Collected data entries

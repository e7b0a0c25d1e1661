//! Fixed-capacity LRU cache of partition sectors
//!
//! Keyed by the absolute byte offset of a sector in the backing store. Each
//! slot carries a use stamp; when full, the slot with the oldest stamp is
//! evicted.

use alloc::collections::BTreeMap;

use log::trace;

use super::sector::SectorData;
use crate::error::Result;

struct Slot {
    data: SectorData,
    stamp: u64,
}

/// Sector cache private to one partition reader
pub struct SectorCache {
    slots: BTreeMap<i64, Slot>,
    capacity: usize,
    clock: u64,
}

impl SectorCache {
    /// Create an empty cache holding at most `capacity` sectors (at least one)
    pub fn new(capacity: usize) -> Self {
        Self {
            slots: BTreeMap::new(),
            capacity: capacity.max(1),
            clock: 0,
        }
    }

    /// Return the sector at `key`, loading it on a miss
    ///
    /// A failing `load` leaves the cache unchanged.
    pub fn get_or_insert_with<F>(&mut self, key: i64, load: F) -> Result<&SectorData>
    where
        F: FnOnce() -> Result<SectorData>,
    {
        self.clock += 1;
        let stamp = self.clock;

        if let Some(slot) = self.slots.get_mut(&key) {
            slot.stamp = stamp;
        } else {
            trace!("sector cache miss at offset {}", key);
            let data = load()?;
            if self.slots.len() >= self.capacity {
                self.evict_oldest();
            }
            self.slots.insert(key, Slot { data, stamp });
        }

        Ok(&self.slots[&key].data)
    }

    /// Number of cached sectors
    pub fn len(&self) -> usize {
        self.slots.len()
    }

    /// Whether the cache is empty
    pub fn is_empty(&self) -> bool {
        self.slots.is_empty()
    }

    /// Maximum number of cached sectors
    pub fn capacity(&self) -> usize {
        self.capacity
    }

    /// Whether `key` is cached, without touching its stamp
    pub fn contains(&self, key: i64) -> bool {
        self.slots.contains_key(&key)
    }

    fn evict_oldest(&mut self) {
        let oldest = self
            .slots
            .iter()
            .min_by_key(|(_, slot)| slot.stamp)
            .map(|(key, _)| *key);
        if let Some(key) = oldest {
            trace!("evicting cached sector at offset {}", key);
            self.slots.remove(&key);
        }
    }
}

impl core::fmt::Debug for SectorCache {
    fn fmt(&self, f: &mut core::fmt::Formatter<'_>) -> core::fmt::Result {
        f.debug_struct("SectorCache")
            .field("len", &self.slots.len())
            .field("capacity", &self.capacity)
            .finish()
    }
}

Assignment = How many of the lines in the records include the string "cached"? Reply with the number alone.

Written solution = 4